• **Task requirements**
Copy each line of the data below in which the word "filter" can be found.

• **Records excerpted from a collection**

--------------------

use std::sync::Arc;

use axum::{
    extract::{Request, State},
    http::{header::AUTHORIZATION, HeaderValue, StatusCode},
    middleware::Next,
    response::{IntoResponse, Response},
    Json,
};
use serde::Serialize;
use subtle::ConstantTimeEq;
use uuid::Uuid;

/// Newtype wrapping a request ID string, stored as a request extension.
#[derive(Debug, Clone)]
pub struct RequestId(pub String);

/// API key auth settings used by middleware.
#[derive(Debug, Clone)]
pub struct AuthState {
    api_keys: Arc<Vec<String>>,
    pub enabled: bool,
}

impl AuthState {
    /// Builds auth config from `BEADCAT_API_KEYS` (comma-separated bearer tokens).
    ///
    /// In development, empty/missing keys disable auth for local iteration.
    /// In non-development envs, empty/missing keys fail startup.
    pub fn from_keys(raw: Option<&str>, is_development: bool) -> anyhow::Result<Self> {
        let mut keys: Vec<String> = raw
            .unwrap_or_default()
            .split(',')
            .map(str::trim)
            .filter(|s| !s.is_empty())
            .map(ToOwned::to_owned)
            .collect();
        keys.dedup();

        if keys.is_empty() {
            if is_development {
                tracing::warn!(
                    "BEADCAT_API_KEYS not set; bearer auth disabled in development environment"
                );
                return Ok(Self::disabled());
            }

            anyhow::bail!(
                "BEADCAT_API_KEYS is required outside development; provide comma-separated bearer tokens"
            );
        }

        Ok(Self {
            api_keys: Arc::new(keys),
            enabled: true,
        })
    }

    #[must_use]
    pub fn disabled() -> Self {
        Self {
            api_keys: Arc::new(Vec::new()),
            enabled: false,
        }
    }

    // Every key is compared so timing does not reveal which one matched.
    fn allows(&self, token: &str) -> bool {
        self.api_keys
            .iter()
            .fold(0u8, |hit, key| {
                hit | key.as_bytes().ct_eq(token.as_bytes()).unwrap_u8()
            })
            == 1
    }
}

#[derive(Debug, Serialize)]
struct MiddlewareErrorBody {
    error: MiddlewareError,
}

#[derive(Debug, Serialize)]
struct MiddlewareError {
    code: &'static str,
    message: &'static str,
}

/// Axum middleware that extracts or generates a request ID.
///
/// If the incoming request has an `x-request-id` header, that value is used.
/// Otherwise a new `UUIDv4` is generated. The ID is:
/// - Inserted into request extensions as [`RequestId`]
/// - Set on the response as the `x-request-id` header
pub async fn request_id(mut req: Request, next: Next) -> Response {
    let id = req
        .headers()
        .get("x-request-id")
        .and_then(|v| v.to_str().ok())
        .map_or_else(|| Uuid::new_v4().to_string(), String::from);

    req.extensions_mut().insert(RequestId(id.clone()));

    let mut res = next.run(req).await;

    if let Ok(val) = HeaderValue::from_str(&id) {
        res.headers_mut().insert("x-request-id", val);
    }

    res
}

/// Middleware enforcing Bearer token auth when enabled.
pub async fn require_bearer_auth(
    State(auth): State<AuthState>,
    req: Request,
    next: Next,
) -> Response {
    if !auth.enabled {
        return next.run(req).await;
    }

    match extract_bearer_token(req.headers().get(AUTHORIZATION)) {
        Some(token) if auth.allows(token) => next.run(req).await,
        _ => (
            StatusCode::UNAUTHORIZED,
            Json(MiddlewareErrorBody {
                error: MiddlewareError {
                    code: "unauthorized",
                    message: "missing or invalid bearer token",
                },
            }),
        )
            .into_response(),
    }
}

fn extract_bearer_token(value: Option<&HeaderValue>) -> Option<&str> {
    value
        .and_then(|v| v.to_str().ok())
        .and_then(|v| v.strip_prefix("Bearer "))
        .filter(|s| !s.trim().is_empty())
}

--------------------

• **Problem solution**
            .filter(|s| !s.is_empty())
        .filter(|s| !s.trim().is_empty())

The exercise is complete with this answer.